PF prende Meire Poza, a contadora do doleiro da Lava Jato

PF prende Meire Poza, a contadora do doleiro da Lava Jato

Alvo da Operação Encilhamento por fraudes de R$ 1,3 bilhão em fundos de previdência de 28 municípios, ela trabalhava para Alberto Youssef, personagem emblemático da investigação sobre o incrível esquema de corrupção na Petrobrás

Luiz Fernando Teixeira e Fausto Macedo

12 Abril 2018 | 12h33

Meire Poza. Foto: Ana Julia Salim

A Operação Encilhamento, deflagrada nesta quinta-feira, 12, prendeu a contadora Meire Poza por suposto envolvimento em esquema de fraudes bilionárias contra sistema de previdiência de pelo menos 28 municípios de 7 Estados. Ela já está na sede da Polícia Federal em São Paulo.
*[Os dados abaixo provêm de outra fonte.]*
// SPDX-License-Identifier: MIT
// Copyright (c) 2026 Alfred Jean LLC

//! Run summary returned by [`synchronize`](super::synchronize).

use std::fmt;

use ankisync_core::{NoteId, Record};

/// Why a record was left out of the run.
#[derive(Debug, Clone, PartialEq, Eq)]
pub enum SkipReason {
    /// No remote note has the record's key. Likely an upstream inconsistency.
    NoMatch,
    /// Several remote notes share the record's key.
    Ambiguous { matches: Vec<NoteId> },
    /// The record has none of the configured key fields.
    MissingKeyField,
    /// `addNotes` returned null for this record.
    AddFailed,
    /// A request about this record failed remotely.
    Rejected { message: String },
    /// A later row in the same batch updates the same note.
    Superseded { note: NoteId },
}

impl fmt::Display for SkipReason {
    fn fmt(&self, f: &mut fmt::Formatter<'_>) -> fmt::Result {
        match self {
            SkipReason::NoMatch => write!(f, "no matching note found"),
            SkipReason::Ambiguous { matches } => {
                write!(f, "duplicate notes are not supported ({} matches)", matches.len())
            }
            SkipReason::MissingKeyField => write!(f, "no key field"),
            SkipReason::AddFailed => write!(f, "note could not be added"),
            SkipReason::Rejected { message } => write!(f, "rejected: {}", message),
            SkipReason::Superseded { note } => {
                write!(f, "superseded by a later row for note {}", note)
            }
        }
    }
}

/// A record that was neither added nor updated.
#[derive(Debug, Clone, PartialEq, Eq)]
pub struct Skipped {
    pub deck: String,
    /// Human-readable key, e.g. `Front "foo"`.
    pub key: String,
    pub reason: SkipReason,
}

impl Skipped {
    pub(crate) fn new(record: &Record, key: String, reason: SkipReason) -> Self {
        Skipped {
            deck: record.deck_name().to_string(),
            key,
            reason,
        }
    }
}

/// Totals for one `synchronize` run.
///
/// Every input record is counted exactly once across `added`, `updated`
/// and `skipped`.
#[derive(Debug, Clone, Default, PartialEq, Eq)]
pub struct SyncReport {
    pub added: usize,
    pub updated: usize,
    pub skipped: Vec<Skipped>,
    pub tags_removed: usize,
    pub tag_removal_failures: usize,
    pub cards_suspended: usize,
    pub batches: usize,
}

impl SyncReport {
    /// Number of records the run accounted for.
    pub fn total(&self) -> usize {
        self.added + self.updated + self.skipped.len()
    }

    /// Skipped records with the given reason kind.
    pub fn skipped_where(&self, pred: impl Fn(&SkipReason) -> bool) -> usize {
        self.skipped.iter().filter(|s| pred(&s.reason)).count()
    }
}

impl fmt::Display for SyncReport {
    fn fmt(&self, f: &mut fmt::Formatter<'_>) -> fmt::Result {
        write!(
            f,
            "{} added, {} updated, {} skipped",
            self.added,
            self.updated,
            self.skipped.len()
        )?;
        if self.tags_removed > 0 {
            write!(f, ", {} tag removals", self.tags_removed)?;
        }
        if self.cards_suspended > 0 {
            write!(f, ", {} cards suspended", self.cards_suspended)?;
        }
        Ok(())
    }
}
+ PF põe operação Encilhamento contra fraudes de R$ 1,3 bilhão na Previdência de 28 prefeituras

Meire era contadora do doleiro Alberto Youssef, que fez delação premiada na Operação Lava Jato e apontou o elo do esquema de propinas na Petrobrás com o núcleo político – deputados, senadores e governadores.

Ela trabalhava na GFD Investimentos, uma das empresas de fachada do doleiro, usada para lavar dinheiro ilícito e encaminhar propinas a políticos.

Meire não fez delação premiada, mas colaborou com as investigações e se tornou testemunha importante da Lava Jato.

Em outubro de 2015, em entrevista ao Estadão, ela se queixou. “Os amigos sumiram, os negócios minguaram, portas fechadas aqui e ali, vida destruída.”

Nesta quinta, 12, ela foi presa na Operação Encilhamento, que investiga fraudes de R$ 1,3 bilhão no sistema previdenciário de pelo menos 28 municípios.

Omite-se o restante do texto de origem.